# [Material for the task]
//! Shared data model: jobs, worker records and queue introspection.

use std::time::Duration;

use chrono::{DateTime, Utc};
use serde::{Deserialize, Serialize};
use uuid::Uuid;

use crate::error::RequestError;

/// Which emulation profile the analysis runs with.
#[derive(Debug, Clone, Copy, Default, PartialEq, Eq, Hash, Serialize, Deserialize)]
#[serde(rename_all = "lowercase")]
pub enum AnalysisMode {
    Mobile,
    #[default]
    Desktop,
}

impl std::fmt::Display for AnalysisMode {
    fn fmt(&self, f: &mut std::fmt::Formatter<'_>) -> std::fmt::Result {
        let s = match self {
            Self::Mobile => "mobile",
            Self::Desktop => "desktop",
        };
        write!(f, "{s}")
    }
}

/// Payload of an analysis job. Accepts the legacy `url` / `deviceType` names.
#[derive(Debug, Clone, PartialEq, Eq, Serialize, Deserialize)]
pub struct AnalysisRequest {
    #[serde(default, alias = "url")]
    pub target: String,
    #[serde(default, alias = "deviceType")]
    pub mode: AnalysisMode,
}

impl AnalysisRequest {
    pub fn new(target: impl Into<String>, mode: AnalysisMode) -> Self {
        Self {
            target: target.into(),
            mode,
        }
    }

    /// Reject requests without a target. Does not touch the target itself.
    pub fn validate(&self) -> Result<(), RequestError> {
        if self.target.trim().is_empty() {
            return Err(RequestError::MissingTarget);
        }
        Ok(())
    }
}

/// Trim the target, default the scheme to `https://` and check it is a
/// usable http(s) URL with a host.
pub fn normalize_target(raw: &str) -> Result<String, RequestError> {
    let trimmed = raw.trim();
    if trimmed.is_empty() {
        return Err(RequestError::MissingTarget);
    }

    let lower = trimmed.to_ascii_lowercase();
    let candidate = if lower.starts_with("http://") || lower.starts_with("https://") {
        trimmed.to_string()
    } else if trimmed.contains("://") {
        return Err(RequestError::UnsupportedScheme);
    } else {
        format!("https://{trimmed}")
    };

    let url = reqwest::Url::parse(&candidate)
        .map_err(|_| RequestError::InvalidUrl(candidate.clone()))?;

    if !matches!(url.scheme(), "http" | "https") {
        return Err(RequestError::UnsupportedScheme);
    }
    match url.host_str() {
        Some(host) if !host.is_empty() => Ok(url.to_string()),
        _ => Err(RequestError::MissingHost),
    }
}

/// Lifecycle of a job.
#[derive(Debug, Clone, Copy, PartialEq, Eq, Hash, Serialize, Deserialize)]
#[serde(rename_all = "snake_case")]
pub enum JobState {
    /// Admitted, waiting for a free slot or worker.
    Waiting,
    /// Executing on a slot or worker.
    Running,
    Done,
    Failed,
    /// Evicted from the wait list before it started.
    TimedOut,
}

impl JobState {
    pub fn can_transition_to(&self, target: JobState) -> bool {
        use JobState::*;

        matches!(
            (self, target),
            (Waiting, Running) | (Waiting, TimedOut) | (Running, Done) | (Running, Failed)
        )
    }

    pub fn is_terminal(&self) -> bool {
        matches!(self, Self::Done | Self::Failed | Self::TimedOut)
    }
}

impl std::fmt::Display for JobState {
    fn fmt(&self, f: &mut std::fmt::Formatter<'_>) -> std::fmt::Result {
        let s = match self {
            Self::Waiting => "waiting",
            Self::Running => "running",
            Self::Done => "done",
            Self::Failed => "failed",
            Self::TimedOut => "timed_out",
        };
        write!(f, "{s}")
    }
}

/// One unit of requested work.
#[derive(Debug, Clone, Serialize)]
#[serde(rename_all = "camelCase")]
pub struct Job {
    pub id: String,
    pub request: AnalysisRequest,
    pub created_at: DateTime<Utc>,
    pub state: JobState,
}

impl Job {
    pub fn new(request: AnalysisRequest) -> Self {
        Self {
            id: format!("job-{}", Uuid::new_v4().simple()),
            request,
            created_at: Utc::now(),
            state: JobState::Waiting,
        }
    }

    pub fn transition_to(&mut self, target: JobState) -> Result<(), String> {
        if !self.state.can_transition_to(target) {
            return Err(format!("Cannot transition from {} to {}", self.state, target));
        }
        self.state = target;
        Ok(())
    }

    pub fn summary(&self) -> JobSummary {
        JobSummary {
            id: self.id.clone(),
            target: self.request.target.clone(),
            mode: self.request.mode,
            started_at: Utc::now(),
        }
    }
}

/// What a busy worker record shows for a job this coordinator dispatched.
#[derive(Debug, Clone, PartialEq, Serialize, Deserialize)]
#[serde(rename_all = "camelCase")]
pub struct JobSummary {
    pub id: String,
    pub target: String,
    pub mode: AnalysisMode,
    pub started_at: DateTime<Utc>,
}

/// The job a worker is believed to be running.
#[derive(Debug, Clone, PartialEq, Serialize, Deserialize)]
#[serde(untagged)]
pub enum CurrentJob {
    /// Dispatched by this coordinator.
    Dispatched(JobSummary),
    /// Adopted from the worker's own health report.
    Reported(serde_json::Value),
}

impl CurrentJob {
    /// Id of a job this coordinator dispatched, if that is what this is.
    pub fn job_id(&self) -> Option<&str> {
        match self {
            Self::Dispatched(summary) => Some(&summary.id),
            Self::Reported(_) => None,
        }
    }
}

/// A worker replica as currently known to the coordinator.
#[derive(Debug, Clone, PartialEq, Serialize)]
#[serde(rename_all = "camelCase")]
pub struct WorkerRecord {
    /// Dense 1..N position in the latest discovery snapshot.
    pub id: usize,
    /// `host:port`, the durable identity.
    pub address: String,
    pub busy: bool,
    pub current_job: Option<CurrentJob>,
}

impl WorkerRecord {
    pub fn idle(id: usize, address: impl Into<String>) -> Self {
        Self {
            id,
            address: address.into(),
            busy: false,
            current_job: None,
        }
    }
}

/// Read-only view of a queue, computed on demand.
#[derive(Debug, Clone, PartialEq, Serialize)]
#[serde(rename_all = "camelCase")]
pub struct QueueSnapshot {
    pub active_count: usize,
    pub queue_length: usize,
    pub max_concurrent: usize,
    pub max_queue_size: usize,
    #[serde(skip_serializing_if = "Option::is_none")]
    pub total_analyses: Option<u64>,
    #[serde(skip_serializing_if = "Option::is_none")]
    pub workers: Option<Vec<WorkerRecord>>,
}

#[derive(Debug, Clone, Copy, PartialEq, Eq, Serialize, Deserialize)]
#[serde(rename_all = "lowercase")]
pub enum PositionStatus {
    Processing,
    Queued,
}

/// Where a request currently stands.
#[derive(Debug, Clone, PartialEq, Eq, Serialize)]
#[serde(rename_all = "camelCase")]
pub struct QueuePosition {
    pub status: PositionStatus,
    /// 1-indexed offset from the head of the wait list, 0 while processing.
    pub position: usize,
    pub queue_length: usize,
    pub estimated_wait_ms: u64,
}

impl QueuePosition {
    pub fn processing(queue_length: usize) -> Self {
        Self {
            status: PositionStatus::Processing,
            position: 0,
            queue_length,
            estimated_wait_ms: 0,
        }
    }

    /// Position for a waiting entry at 0-based `index`. The estimate is a hint:
    /// `(position - 1 + free slots) * average task duration`.
    pub fn queued(
        index: usize,
        queue_length: usize,
        max_concurrent: usize,
        active_count: usize,
        average: Duration,
    ) -> Self {
        let ahead = index + max_concurrent.saturating_sub(active_count);
        let estimated = average.as_millis().saturating_mul(ahead as u128);
        Self {
            status: PositionStatus::Queued,
            position: index + 1,
            queue_length,
            estimated_wait_ms: u64::try_from(estimated).unwrap_or(u64::MAX),
        }
    }
}
//! HTTP surfaces: the coordinator's dispatch API and a worker's analysis API.

pub mod coordinator;
pub mod worker;

use axum::{
    Json,
    extract::rejection::JsonRejection,
    http::{HeaderValue, StatusCode},
    response::{IntoResponse, Response},
};
use serde_json::{Value, json};

use crate::error::RequestError;
use crate::model::AnalysisRequest;

pub use coordinator::{CoordinatorState, coordinator_routes};
pub use worker::{WorkerState, worker_routes};

/// Header carrying the job or request id on every analyze response.
pub const REQUEST_ID_HEADER: &str = "x-request-id";

/// An error response: a status code and a JSON body with an `error` code.
#[derive(Debug)]
pub struct ApiError {
    status: StatusCode,
    body: Value,
    request_id: Option<String>,
}

impl ApiError {
    pub fn new(status: StatusCode, body: Value) -> Self {
        Self {
            status,
            body,
            request_id: None,
        }
    }

    pub fn with_request_id(mut self, id: impl Into<String>) -> Self {
        self.request_id = Some(id.into());
        self
    }
}

impl From<RequestError> for ApiError {
    fn from(e: RequestError) -> Self {
        Self::new(
            StatusCode::BAD_REQUEST,
            json!({ "error": e.to_string() }),
        )
    }
}

impl IntoResponse for ApiError {
    fn into_response(self) -> Response {
        let mut response = (self.status, Json(self.body)).into_response();
        attach_request_id(&mut response, self.request_id.as_deref());
        response
    }
}

pub(crate) fn attach_request_id(response: &mut Response, id: Option<&str>) {
    if let Some(value) = id.and_then(|id| HeaderValue::from_str(id).ok()) {
        response.headers_mut().insert(REQUEST_ID_HEADER, value);
    }
}

/// Accept the analyze body, turning malformed JSON into a 400 rather than
/// axum's default plain-text rejection.
pub(crate) fn parse_request(
    body: Result<Json<AnalysisRequest>, JsonRejection>,
) -> Result<AnalysisRequest, ApiError> {
    let Json(request) = body.map_err(|e| {
        ApiError::new(
            StatusCode::BAD_REQUEST,
            json!({ "error": "Invalid request body", "details": e.body_text() }),
        )
    })?;
    request.validate()?;
    Ok(request)
}
//! Distributed dispatch across a pool of single-job worker replicas.
//!
//! - [`directory`] resolves the pool's addresses and keeps stable records.
//! - [`client`] talks to a worker over HTTP.
//! - [`dispatcher`] owns admission, the FIFO wait list and busy flags.
//! - [`health`] corrects busy flags from the workers' own reports.

pub mod client;
pub mod directory;
pub mod dispatcher;
pub mod health;

#[cfg(test)]
pub(crate) mod testing;

pub use client::{HttpWorkerClient, WorkerClient, WorkerHealth};
pub use directory::{AddressResolver, DnsResolver, StaticResolver, WorkerDirectory, WorkerPool};
pub use dispatcher::{
    Dispatcher, HealthTransition, JobOutcome, JobReceipt, JobTicket, Placement,
    spawn_discovery_ticker,
};
pub use health::{HealthReconciler, ReconcileReport, spawn_health_reconciler};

# [What you should do]
Line count for "AnalysisMode": count the lines of the records above that contain it and give only the number.

# [Written response]
5